Start of LISTED RECORDS

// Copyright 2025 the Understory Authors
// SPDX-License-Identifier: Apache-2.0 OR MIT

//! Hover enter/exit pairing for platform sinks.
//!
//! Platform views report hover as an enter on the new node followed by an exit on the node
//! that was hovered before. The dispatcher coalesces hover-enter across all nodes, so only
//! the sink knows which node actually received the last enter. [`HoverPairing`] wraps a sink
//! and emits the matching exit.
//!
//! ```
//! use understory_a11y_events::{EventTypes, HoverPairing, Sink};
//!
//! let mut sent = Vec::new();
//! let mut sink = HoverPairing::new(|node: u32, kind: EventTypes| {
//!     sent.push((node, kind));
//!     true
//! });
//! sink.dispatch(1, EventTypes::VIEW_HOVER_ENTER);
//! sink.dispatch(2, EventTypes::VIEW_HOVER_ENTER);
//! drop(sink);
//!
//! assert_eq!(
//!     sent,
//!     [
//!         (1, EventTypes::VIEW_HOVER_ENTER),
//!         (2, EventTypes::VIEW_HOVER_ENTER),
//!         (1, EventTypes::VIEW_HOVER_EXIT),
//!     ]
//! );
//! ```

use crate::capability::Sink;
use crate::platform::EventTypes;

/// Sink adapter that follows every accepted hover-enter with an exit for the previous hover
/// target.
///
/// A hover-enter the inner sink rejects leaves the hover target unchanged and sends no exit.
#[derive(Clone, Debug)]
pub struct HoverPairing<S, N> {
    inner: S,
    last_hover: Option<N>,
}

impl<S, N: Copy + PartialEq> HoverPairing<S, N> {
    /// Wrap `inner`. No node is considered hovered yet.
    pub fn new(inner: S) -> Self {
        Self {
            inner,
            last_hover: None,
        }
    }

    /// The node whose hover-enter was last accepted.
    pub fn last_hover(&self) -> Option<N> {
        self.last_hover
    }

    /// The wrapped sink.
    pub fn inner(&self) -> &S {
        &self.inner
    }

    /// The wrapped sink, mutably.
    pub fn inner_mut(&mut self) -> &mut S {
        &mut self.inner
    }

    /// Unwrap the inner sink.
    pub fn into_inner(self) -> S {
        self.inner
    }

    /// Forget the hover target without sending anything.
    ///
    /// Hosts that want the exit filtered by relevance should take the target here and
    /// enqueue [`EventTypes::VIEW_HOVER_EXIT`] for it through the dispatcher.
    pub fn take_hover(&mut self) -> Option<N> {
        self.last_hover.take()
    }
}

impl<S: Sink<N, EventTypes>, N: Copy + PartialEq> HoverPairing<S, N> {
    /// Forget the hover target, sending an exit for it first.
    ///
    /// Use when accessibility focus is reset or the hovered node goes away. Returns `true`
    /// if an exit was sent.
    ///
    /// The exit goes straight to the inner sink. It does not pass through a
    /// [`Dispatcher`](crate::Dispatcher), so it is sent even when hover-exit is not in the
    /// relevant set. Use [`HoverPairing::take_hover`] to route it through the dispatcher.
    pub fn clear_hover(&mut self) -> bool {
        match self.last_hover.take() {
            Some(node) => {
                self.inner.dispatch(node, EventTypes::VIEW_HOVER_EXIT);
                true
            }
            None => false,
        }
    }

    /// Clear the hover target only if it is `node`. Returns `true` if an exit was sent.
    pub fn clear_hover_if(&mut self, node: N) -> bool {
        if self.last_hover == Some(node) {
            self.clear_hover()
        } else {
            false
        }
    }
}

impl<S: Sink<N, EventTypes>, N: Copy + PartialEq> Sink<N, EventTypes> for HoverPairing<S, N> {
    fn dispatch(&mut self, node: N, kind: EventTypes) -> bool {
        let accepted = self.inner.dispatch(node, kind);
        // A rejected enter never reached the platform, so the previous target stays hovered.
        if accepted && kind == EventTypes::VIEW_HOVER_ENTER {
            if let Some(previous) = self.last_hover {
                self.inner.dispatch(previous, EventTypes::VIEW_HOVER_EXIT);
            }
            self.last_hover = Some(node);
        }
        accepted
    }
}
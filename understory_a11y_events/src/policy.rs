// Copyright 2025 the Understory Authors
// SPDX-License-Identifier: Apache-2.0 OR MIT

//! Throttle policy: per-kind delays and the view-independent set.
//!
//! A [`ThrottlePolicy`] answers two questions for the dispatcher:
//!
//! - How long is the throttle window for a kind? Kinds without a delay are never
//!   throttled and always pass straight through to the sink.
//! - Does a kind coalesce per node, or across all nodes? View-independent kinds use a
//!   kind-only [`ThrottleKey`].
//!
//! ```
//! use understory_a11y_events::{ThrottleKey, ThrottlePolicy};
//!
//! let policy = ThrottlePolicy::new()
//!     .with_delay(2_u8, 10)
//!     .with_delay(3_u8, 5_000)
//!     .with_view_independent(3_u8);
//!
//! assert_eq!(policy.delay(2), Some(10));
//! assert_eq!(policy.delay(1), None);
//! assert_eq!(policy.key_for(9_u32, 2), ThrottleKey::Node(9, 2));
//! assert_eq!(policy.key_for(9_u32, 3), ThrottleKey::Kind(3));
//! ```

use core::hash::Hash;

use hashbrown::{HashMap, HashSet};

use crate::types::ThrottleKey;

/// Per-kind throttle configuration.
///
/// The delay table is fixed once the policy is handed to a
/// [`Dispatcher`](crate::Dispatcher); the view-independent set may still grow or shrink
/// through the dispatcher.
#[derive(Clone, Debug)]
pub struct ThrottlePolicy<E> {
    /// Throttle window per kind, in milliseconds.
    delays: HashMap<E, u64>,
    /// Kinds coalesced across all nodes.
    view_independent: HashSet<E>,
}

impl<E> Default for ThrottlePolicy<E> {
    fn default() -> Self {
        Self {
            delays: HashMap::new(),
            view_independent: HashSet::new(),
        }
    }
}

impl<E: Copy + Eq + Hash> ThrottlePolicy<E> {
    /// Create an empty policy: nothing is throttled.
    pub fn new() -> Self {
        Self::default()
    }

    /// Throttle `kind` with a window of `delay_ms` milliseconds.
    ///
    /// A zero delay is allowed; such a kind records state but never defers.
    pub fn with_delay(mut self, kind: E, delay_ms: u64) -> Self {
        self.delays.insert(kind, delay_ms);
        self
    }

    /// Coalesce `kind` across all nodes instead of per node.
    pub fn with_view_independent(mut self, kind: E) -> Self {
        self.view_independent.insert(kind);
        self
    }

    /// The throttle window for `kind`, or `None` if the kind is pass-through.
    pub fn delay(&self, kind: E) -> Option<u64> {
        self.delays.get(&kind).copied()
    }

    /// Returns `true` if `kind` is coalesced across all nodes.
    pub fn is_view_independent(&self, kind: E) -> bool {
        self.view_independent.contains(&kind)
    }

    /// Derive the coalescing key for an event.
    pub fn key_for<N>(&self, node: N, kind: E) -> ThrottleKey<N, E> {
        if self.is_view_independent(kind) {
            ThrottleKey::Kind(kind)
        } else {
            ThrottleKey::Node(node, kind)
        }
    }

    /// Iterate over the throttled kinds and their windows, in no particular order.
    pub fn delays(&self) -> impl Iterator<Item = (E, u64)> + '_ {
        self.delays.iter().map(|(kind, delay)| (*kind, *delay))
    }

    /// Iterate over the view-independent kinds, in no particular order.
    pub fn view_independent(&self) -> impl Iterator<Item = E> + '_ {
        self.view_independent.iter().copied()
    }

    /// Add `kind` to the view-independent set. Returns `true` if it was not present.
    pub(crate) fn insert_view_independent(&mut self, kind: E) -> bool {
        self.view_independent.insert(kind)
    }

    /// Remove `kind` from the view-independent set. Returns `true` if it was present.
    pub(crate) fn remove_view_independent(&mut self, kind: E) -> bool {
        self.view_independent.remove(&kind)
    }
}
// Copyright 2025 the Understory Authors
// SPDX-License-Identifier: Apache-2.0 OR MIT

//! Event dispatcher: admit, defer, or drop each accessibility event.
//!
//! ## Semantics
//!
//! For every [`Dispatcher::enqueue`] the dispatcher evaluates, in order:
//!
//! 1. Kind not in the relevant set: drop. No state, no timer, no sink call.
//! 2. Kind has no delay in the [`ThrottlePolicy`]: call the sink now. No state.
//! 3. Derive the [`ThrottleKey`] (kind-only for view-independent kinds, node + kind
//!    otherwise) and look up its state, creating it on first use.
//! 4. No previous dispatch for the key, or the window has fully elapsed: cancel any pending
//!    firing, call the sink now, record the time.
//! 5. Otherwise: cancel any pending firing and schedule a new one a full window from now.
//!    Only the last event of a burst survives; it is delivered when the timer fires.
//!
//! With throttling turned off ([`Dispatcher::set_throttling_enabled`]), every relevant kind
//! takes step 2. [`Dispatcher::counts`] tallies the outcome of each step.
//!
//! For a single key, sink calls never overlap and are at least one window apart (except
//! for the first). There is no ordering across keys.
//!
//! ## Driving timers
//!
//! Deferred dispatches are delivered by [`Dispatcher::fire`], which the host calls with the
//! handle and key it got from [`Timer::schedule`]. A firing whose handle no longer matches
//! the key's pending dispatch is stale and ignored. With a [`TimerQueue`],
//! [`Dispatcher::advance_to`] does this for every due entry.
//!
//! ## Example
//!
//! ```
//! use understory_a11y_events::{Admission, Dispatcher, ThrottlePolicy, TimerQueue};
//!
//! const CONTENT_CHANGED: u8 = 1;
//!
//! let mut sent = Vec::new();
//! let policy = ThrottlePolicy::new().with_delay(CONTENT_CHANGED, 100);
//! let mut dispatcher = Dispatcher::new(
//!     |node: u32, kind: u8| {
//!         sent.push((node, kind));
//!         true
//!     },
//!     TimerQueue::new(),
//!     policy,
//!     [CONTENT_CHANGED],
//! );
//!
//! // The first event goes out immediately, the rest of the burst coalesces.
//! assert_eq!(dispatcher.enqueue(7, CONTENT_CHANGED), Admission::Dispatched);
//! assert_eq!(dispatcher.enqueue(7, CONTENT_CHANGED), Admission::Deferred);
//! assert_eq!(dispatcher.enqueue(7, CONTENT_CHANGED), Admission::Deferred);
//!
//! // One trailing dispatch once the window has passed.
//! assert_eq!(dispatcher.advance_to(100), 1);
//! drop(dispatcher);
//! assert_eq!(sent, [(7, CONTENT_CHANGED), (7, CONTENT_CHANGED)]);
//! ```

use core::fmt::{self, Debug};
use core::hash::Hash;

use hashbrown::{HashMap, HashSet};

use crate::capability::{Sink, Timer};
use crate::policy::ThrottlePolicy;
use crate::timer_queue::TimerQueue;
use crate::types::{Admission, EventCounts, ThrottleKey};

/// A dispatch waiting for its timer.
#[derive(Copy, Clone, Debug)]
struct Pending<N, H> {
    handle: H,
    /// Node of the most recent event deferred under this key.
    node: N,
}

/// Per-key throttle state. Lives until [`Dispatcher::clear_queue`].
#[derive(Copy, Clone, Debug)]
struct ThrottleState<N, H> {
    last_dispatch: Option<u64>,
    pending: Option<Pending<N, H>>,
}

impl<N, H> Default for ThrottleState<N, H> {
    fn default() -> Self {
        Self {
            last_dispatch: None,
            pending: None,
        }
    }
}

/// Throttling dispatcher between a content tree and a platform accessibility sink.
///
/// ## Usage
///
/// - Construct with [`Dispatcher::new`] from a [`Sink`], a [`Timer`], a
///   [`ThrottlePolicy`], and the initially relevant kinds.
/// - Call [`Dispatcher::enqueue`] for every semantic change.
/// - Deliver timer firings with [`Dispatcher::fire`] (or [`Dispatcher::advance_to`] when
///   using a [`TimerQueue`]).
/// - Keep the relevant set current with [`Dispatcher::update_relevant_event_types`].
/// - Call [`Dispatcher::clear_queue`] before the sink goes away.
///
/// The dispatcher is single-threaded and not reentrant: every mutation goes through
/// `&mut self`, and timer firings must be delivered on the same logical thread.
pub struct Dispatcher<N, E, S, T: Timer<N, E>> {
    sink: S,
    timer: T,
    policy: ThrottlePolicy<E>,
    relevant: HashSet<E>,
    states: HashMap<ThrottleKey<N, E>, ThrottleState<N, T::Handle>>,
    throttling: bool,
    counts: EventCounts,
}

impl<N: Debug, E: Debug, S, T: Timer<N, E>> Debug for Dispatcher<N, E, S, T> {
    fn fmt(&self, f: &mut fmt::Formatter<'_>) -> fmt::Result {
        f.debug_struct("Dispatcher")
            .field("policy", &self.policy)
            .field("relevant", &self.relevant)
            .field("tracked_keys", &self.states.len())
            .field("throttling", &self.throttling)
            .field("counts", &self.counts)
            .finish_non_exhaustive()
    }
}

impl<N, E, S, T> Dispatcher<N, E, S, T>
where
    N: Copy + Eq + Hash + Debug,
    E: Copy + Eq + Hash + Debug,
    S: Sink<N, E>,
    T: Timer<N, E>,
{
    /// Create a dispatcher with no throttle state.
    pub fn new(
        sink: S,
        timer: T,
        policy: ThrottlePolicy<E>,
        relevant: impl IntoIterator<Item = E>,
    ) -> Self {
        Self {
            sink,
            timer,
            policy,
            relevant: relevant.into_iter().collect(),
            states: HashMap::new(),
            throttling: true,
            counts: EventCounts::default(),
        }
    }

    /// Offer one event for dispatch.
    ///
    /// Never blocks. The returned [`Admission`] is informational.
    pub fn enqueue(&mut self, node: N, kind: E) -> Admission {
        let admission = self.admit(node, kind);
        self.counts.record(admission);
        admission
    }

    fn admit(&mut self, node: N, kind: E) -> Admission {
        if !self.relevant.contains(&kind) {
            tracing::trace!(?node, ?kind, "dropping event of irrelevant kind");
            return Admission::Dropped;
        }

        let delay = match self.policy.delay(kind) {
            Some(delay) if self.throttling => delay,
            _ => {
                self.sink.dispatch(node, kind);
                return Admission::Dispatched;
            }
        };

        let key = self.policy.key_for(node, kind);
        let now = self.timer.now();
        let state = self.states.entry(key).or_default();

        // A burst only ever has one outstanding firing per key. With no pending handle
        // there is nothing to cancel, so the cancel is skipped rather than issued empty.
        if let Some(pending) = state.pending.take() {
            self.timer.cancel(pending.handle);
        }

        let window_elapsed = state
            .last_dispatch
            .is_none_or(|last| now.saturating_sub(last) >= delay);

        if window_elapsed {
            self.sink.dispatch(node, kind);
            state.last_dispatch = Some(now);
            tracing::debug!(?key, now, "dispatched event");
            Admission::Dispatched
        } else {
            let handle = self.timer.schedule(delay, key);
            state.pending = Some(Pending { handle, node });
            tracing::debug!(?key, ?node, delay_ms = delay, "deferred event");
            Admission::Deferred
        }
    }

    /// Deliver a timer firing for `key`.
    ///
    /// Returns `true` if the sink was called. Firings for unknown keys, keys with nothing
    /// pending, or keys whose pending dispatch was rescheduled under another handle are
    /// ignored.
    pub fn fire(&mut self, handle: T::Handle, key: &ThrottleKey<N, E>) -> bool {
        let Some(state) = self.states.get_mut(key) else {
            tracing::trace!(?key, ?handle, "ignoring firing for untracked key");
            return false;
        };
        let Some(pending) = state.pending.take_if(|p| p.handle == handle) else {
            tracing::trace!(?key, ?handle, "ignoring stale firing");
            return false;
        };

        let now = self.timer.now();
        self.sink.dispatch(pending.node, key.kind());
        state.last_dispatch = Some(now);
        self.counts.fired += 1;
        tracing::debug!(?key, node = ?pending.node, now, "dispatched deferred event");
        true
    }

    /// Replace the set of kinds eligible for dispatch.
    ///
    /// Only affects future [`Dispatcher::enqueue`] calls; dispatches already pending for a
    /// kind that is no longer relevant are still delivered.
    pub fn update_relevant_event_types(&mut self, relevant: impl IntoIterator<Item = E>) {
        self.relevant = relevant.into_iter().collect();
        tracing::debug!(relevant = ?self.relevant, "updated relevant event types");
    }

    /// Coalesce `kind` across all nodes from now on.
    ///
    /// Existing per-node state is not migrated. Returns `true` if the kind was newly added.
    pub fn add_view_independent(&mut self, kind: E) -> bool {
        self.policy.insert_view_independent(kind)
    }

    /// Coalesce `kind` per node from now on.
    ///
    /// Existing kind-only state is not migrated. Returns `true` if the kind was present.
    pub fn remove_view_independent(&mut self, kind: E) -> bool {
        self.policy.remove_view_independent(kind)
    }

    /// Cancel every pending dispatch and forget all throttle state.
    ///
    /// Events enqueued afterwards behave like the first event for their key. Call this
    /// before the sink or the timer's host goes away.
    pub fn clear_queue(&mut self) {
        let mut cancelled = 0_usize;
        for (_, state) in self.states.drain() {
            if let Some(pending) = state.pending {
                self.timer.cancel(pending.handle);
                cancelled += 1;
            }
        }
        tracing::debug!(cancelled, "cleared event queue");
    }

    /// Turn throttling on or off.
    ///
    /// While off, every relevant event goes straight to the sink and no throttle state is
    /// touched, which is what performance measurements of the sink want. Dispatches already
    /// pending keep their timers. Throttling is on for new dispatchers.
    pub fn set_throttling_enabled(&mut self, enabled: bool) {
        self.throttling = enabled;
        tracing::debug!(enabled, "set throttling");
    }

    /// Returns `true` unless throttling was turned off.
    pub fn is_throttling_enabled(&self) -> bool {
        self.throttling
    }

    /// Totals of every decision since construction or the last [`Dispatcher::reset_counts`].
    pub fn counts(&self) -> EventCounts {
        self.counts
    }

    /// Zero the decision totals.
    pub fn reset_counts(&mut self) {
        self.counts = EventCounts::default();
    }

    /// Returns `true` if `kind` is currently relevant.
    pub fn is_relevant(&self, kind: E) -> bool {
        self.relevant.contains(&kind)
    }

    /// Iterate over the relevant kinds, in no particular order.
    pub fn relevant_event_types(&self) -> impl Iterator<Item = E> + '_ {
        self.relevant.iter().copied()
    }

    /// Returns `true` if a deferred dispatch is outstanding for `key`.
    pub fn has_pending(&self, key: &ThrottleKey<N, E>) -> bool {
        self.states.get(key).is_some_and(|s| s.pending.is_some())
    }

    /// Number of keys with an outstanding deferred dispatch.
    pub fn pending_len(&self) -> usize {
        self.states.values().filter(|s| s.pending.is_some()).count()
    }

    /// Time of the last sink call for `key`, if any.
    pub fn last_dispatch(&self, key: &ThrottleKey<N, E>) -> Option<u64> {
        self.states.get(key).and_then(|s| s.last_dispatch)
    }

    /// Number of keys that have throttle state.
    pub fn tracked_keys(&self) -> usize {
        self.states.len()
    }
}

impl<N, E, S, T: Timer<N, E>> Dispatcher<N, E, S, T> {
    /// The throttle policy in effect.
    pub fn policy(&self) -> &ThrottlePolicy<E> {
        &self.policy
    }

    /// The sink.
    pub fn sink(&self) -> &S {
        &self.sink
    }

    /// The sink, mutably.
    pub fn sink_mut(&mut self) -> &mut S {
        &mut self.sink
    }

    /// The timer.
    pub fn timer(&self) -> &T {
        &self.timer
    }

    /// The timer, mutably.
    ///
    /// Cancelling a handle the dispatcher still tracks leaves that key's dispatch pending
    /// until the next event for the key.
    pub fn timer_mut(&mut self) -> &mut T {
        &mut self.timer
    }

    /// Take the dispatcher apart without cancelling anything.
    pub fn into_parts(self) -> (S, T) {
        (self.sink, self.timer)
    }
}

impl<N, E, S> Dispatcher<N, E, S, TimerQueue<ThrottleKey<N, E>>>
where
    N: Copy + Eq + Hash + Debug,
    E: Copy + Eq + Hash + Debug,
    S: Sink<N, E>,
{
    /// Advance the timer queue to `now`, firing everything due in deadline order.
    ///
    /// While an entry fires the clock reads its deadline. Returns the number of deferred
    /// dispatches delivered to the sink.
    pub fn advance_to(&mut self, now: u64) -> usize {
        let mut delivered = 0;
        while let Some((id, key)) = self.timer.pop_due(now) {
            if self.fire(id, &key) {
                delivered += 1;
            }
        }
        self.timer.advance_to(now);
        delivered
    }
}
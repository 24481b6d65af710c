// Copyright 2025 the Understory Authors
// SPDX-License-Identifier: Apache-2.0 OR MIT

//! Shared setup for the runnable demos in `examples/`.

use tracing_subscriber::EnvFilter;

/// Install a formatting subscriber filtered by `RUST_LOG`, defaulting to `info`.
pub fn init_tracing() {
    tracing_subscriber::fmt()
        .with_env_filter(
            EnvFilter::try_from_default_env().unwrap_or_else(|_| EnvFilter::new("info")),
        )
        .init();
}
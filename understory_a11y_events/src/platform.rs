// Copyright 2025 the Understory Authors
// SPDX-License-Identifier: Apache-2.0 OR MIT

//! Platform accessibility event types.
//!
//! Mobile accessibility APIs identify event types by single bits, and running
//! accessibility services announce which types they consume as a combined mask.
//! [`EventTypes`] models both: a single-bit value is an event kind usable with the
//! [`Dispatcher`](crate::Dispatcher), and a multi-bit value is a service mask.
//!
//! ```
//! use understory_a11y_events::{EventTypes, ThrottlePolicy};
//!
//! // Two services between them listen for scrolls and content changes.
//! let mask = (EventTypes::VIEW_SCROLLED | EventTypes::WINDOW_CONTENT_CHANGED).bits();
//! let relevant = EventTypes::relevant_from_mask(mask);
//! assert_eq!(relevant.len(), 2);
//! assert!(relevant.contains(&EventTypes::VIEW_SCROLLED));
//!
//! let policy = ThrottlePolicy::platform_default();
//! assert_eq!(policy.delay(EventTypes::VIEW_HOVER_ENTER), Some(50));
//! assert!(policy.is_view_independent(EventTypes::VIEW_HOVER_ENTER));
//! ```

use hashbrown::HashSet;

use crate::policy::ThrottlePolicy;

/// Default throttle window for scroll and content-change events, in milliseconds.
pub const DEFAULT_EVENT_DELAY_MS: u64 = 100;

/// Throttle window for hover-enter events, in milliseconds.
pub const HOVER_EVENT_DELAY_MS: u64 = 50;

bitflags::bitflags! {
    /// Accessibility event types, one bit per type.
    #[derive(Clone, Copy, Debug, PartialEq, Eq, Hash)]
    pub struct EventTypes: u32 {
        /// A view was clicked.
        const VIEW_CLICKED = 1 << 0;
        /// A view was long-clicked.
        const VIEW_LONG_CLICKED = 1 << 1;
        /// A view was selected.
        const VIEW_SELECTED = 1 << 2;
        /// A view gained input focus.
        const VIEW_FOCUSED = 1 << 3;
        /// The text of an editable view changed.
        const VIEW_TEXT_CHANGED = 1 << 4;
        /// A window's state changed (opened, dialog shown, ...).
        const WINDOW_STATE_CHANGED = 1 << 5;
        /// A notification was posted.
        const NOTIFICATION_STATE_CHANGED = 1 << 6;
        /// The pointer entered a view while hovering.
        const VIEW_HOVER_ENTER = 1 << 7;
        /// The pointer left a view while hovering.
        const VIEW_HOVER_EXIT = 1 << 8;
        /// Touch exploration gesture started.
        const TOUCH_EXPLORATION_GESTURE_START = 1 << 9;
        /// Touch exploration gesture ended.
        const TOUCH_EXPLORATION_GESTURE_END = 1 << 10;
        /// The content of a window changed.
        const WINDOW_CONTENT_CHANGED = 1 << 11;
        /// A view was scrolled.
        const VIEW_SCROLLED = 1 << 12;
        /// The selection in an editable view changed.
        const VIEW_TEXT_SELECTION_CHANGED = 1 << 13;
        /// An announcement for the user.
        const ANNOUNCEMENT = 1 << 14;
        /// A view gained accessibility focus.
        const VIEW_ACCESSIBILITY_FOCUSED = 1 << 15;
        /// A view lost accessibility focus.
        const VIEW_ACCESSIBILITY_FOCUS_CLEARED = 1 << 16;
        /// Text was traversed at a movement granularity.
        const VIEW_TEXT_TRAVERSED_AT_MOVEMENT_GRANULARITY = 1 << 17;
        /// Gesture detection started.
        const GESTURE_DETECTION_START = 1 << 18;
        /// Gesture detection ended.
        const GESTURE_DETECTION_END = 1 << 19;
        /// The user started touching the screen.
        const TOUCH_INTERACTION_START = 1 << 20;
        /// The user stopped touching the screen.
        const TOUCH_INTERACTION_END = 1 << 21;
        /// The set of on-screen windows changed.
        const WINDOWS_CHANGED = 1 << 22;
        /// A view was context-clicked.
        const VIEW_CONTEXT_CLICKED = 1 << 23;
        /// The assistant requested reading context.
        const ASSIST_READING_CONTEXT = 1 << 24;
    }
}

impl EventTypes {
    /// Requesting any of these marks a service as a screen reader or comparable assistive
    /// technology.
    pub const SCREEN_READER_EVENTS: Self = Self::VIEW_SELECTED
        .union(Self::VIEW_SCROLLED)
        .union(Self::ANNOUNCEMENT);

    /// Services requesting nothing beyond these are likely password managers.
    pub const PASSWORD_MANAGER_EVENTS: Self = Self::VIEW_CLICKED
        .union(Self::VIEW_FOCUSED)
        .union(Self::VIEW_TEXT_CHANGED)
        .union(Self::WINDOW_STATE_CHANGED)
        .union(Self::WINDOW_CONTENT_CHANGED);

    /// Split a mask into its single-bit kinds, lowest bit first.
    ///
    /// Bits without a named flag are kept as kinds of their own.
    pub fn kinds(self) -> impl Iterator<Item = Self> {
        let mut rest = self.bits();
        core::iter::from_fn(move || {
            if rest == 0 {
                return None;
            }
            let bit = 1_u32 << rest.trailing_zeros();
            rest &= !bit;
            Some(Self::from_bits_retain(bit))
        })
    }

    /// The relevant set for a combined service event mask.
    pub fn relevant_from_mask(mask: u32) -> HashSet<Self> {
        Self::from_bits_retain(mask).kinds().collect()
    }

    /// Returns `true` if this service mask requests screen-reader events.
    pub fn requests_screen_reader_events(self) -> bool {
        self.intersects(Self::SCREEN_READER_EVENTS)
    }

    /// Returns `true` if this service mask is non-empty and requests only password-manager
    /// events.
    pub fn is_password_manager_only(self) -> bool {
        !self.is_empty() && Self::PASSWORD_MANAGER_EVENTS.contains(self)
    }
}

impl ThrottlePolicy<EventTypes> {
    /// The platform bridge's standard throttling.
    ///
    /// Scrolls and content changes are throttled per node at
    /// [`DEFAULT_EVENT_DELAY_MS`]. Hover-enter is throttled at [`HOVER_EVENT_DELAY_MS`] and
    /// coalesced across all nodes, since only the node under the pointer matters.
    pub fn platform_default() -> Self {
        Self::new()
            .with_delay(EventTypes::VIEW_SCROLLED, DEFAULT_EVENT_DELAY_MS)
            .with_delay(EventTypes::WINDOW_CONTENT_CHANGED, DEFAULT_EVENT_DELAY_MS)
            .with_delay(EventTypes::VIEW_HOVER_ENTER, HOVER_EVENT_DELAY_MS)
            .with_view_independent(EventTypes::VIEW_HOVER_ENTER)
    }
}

End of LISTED RECORDS

In the data above, find the line with "if a deferred" and the line with "pub fn pending_len(&self)". Retype both, plus every line between them, exactly.

* [EXERCISE ANSWER]
    /// Returns `true` if a deferred dispatch is outstanding for `key`.
    pub fn has_pending(&self, key: &ThrottleKey<N, E>) -> bool {
        self.states.get(key).is_some_and(|s| s.pending.is_some())
    }

    /// Number of keys with an outstanding deferred dispatch.
    pub fn pending_len(&self) -> usize {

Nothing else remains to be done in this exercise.